A multicenter, double-blind, randomized clinical trial was performed to test if breast IMRT would reduce the rate of acute skin reaction (notably moist desquamation), decrease pain, and improve quality of life compared with standard radiotherapy using wedges. Patients were assessed each week during and up to 6 weeks after radiotherapy.


A total of 358 patients were randomly assigned between July 2003 and March 2005 in two Canadian centers, and 331 were included in the analysis. Breast IMRT significantly improved the dose distribution compared with standard radiation.
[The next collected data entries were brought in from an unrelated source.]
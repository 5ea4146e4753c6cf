//! Line protocol: one whitespace-separated command per line.

mod reply;

use std::fmt;
use std::path::PathBuf;

use crate::storage::{InvalidName, validate_name};
use crate::tasks::{Command, CommandKind, Priority};

pub use reply::Reply;

pub const QUIT_VERB: &str = "QUIT";

#[derive(Clone, Debug, PartialEq, Eq)]
pub enum Request {
    Command(Command),
    Quit,
}

#[derive(Debug, PartialEq, Eq)]
pub enum ProtocolError {
    EmptyCommand,
    UnknownVerb { verb: String },
    WrongArity { kind: CommandKind, given: usize },
    InvalidSize { value: String },
    InvalidName(InvalidName),
}

impl ProtocolError {
    /// Short text sent to the client after `ERR`.
    pub fn reply_reason(&self) -> String {
        match self {
            Self::EmptyCommand => "empty command".to_owned(),
            Self::UnknownVerb { verb } => format!("unknown command '{verb}'"),
            Self::WrongArity { kind, .. } => format!("usage: {}", kind.usage()),
            Self::InvalidSize { value } => format!("invalid size '{value}'"),
            Self::InvalidName(source) => source.to_string(),
        }
    }
}

impl fmt::Display for ProtocolError {
    fn fmt(&self, f: &mut fmt::Formatter<'_>) -> fmt::Result {
        match self {
            Self::EmptyCommand => write!(f, "received an empty command line"),
            Self::UnknownVerb { verb } => write!(f, "unknown command verb '{verb}'"),
            Self::WrongArity { kind, given } => write!(
                f,
                "{kind} got {given} argument(s); usage: {}",
                kind.usage()
            ),
            Self::InvalidSize { value } => {
                write!(f, "size '{value}' is not a non-negative integer")
            }
            Self::InvalidName(source) => write!(f, "{source}"),
        }
    }
}

impl std::error::Error for ProtocolError {
    fn source(&self) -> Option<&(dyn std::error::Error + 'static)> {
        match self {
            Self::InvalidName(source) => Some(source),
            _ => None,
        }
    }
}

impl From<InvalidName> for ProtocolError {
    fn from(value: InvalidName) -> Self {
        Self::InvalidName(value)
    }
}

/// Parses one command line (without its terminator).
pub fn parse_request(line: &str) -> Result<Request, ProtocolError> {
    let mut tokens = line.split_whitespace();
    let Some(verb) = tokens.next() else {
        return Err(ProtocolError::EmptyCommand);
    };
    let args = tokens.collect::<Vec<_>>();

    if verb.eq_ignore_ascii_case(QUIT_VERB) {
        return Ok(Request::Quit);
    }
    let Some(kind) = CommandKind::from_verb(verb) else {
        return Err(ProtocolError::UnknownVerb {
            verb: verb.to_owned(),
        });
    };

    let (min, max) = arity(kind);
    if args.len() < min || args.len() > max {
        return Err(ProtocolError::WrongArity {
            kind,
            given: args.len(),
        });
    }

    let username = args[0];
    validate_name("username", username)?;

    let command = match kind {
        CommandKind::Signup => Command::Signup {
            username: username.to_owned(),
            password: args[1].to_owned(),
            priority: args
                .get(2)
                .and_then(|raw| Priority::parse(raw))
                .unwrap_or_default(),
        },
        CommandKind::Login => Command::Login {
            username: username.to_owned(),
            password: args[1].to_owned(),
        },
        CommandKind::Upload => {
            validate_name("filename", args[1])?;
            let size = args[2]
                .parse::<u64>()
                .map_err(|_| ProtocolError::InvalidSize {
                    value: args[2].to_owned(),
                })?;
            Command::Upload {
                username: username.to_owned(),
                filename: args[1].to_owned(),
                size,
                source: PathBuf::from(args[3]),
            }
        }
        CommandKind::List => Command::List {
            username: username.to_owned(),
        },
        CommandKind::Download => {
            validate_name("filename", args[1])?;
            Command::Download {
                username: username.to_owned(),
                filename: args[1].to_owned(),
            }
        }
        CommandKind::Delete => {
            validate_name("filename", args[1])?;
            Command::Delete {
                username: username.to_owned(),
                filename: args[1].to_owned(),
            }
        }
    };

    Ok(Request::Command(command))
}

fn arity(kind: CommandKind) -> (usize, usize) {
    match kind {
        CommandKind::Signup => (2, 3),
        CommandKind::Login => (2, 2),
        CommandKind::Upload => (4, 4),
        CommandKind::List => (1, 1),
        CommandKind::Download | CommandKind::Delete => (2, 2),
    }
}

#[cfg(test)]
mod tests {
    use std::path::PathBuf;

    use crate::tasks::{Command, CommandKind, Priority};

    use super::{ProtocolError, Request, parse_request};

    fn command(line: &str) -> Command {
        match parse_request(line).expect("line should parse") {
            Request::Command(command) => command,
            Request::Quit => panic!("unexpected QUIT for {line:?}"),
        }
    }

    #[test]
    fn parses_every_command_kind() {
        assert_eq!(
            command("SIGNUP alice pw HIGH"),
            Command::Signup {
                username: "alice".to_owned(),
                password: "pw".to_owned(),
                priority: Priority::High,
            }
        );
        assert_eq!(
            command("login alice pw"),
            Command::Login {
                username: "alice".to_owned(),
                password: "pw".to_owned(),
            }
        );
        assert_eq!(
            command("UPLOAD alice a.txt 5 /tmp/a.txt"),
            Command::Upload {
                username: "alice".to_owned(),
                filename: "a.txt".to_owned(),
                size: 5,
                source: PathBuf::from("/tmp/a.txt"),
            }
        );
        assert_eq!(command("LIST alice").kind(), CommandKind::List);
        assert_eq!(command("Download alice a.txt").kind(), CommandKind::Download);
        assert_eq!(command("DELETE alice a.txt").kind(), CommandKind::Delete);
    }

    #[test]
    fn signup_priority_defaults_to_normal() {
        for line in ["SIGNUP bob pw", "SIGNUP bob pw urgent"] {
            match command(line) {
                Command::Signup { priority, .. } => assert_eq!(priority, Priority::Normal),
                other => panic!("unexpected {other:?}"),
            }
        }
        match command("SIGNUP bob pw low") {
            Command::Signup { priority, .. } => assert_eq!(priority, Priority::Low),
            other => panic!("unexpected {other:?}"),
        }
    }

    #[test]
    fn quit_is_recognised_in_any_case() {
        assert_eq!(parse_request("QUIT"), Ok(Request::Quit));
        assert_eq!(parse_request("  quit  "), Ok(Request::Quit));
    }

    #[test]
    fn rejects_malformed_lines() {
        assert_eq!(parse_request("   "), Err(ProtocolError::EmptyCommand));
        assert!(matches!(
            parse_request("RENAME a b"),
            Err(ProtocolError::UnknownVerb { .. })
        ));
        assert!(matches!(
            parse_request("LOGIN alice"),
            Err(ProtocolError::WrongArity {
                kind: CommandKind::Login,
                given: 1
            })
        ));
        assert!(matches!(
            parse_request("LIST alice extra"),
            Err(ProtocolError::WrongArity { .. })
        ));
        assert!(matches!(
            parse_request("UPLOAD alice a.txt -1 /tmp/a"),
            Err(ProtocolError::InvalidSize { .. })
        ));
        assert!(matches!(
            parse_request("DELETE alice ../etc"),
            Err(ProtocolError::InvalidName(_))
        ));
        assert!(matches!(
            parse_request("LIST .hidden"),
            Err(ProtocolError::InvalidName(_))
        ));
    }

    #[test]
    fn reply_reasons_are_short() {
        assert_eq!(ProtocolError::EmptyCommand.reply_reason(), "empty command");
        let arity = parse_request("UPLOAD alice a.txt").expect_err("arity must fail");
        assert_eq!(
            arity.reply_reason(),
            "usage: UPLOAD <user> <filename> <size> <src>"
        );
    }
}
This translated into a lower proportion of patients experiencing moist desquamation during or up to 6 weeks after their radiation treatment; 31.2% with IMRT compared with 47.8% with standard treatment (P = .002). A multivariate analysis found the use of breast IMRT (P = .003) and smaller breast size (P < .001) were significantly associated with a decreased risk of moist desquamation. The use of IMRT did not correlate with pain and quality of life, but the presence of moist desquamation did significantly correlate with pain (P = .002) and a reduced quality of life (P = .003).


Breast IMRT significantly reduced the occurrence of moist desquamation compared with a standard wedged technique. Moist desquamation was correlated with increased pain and reduction in the quality of life.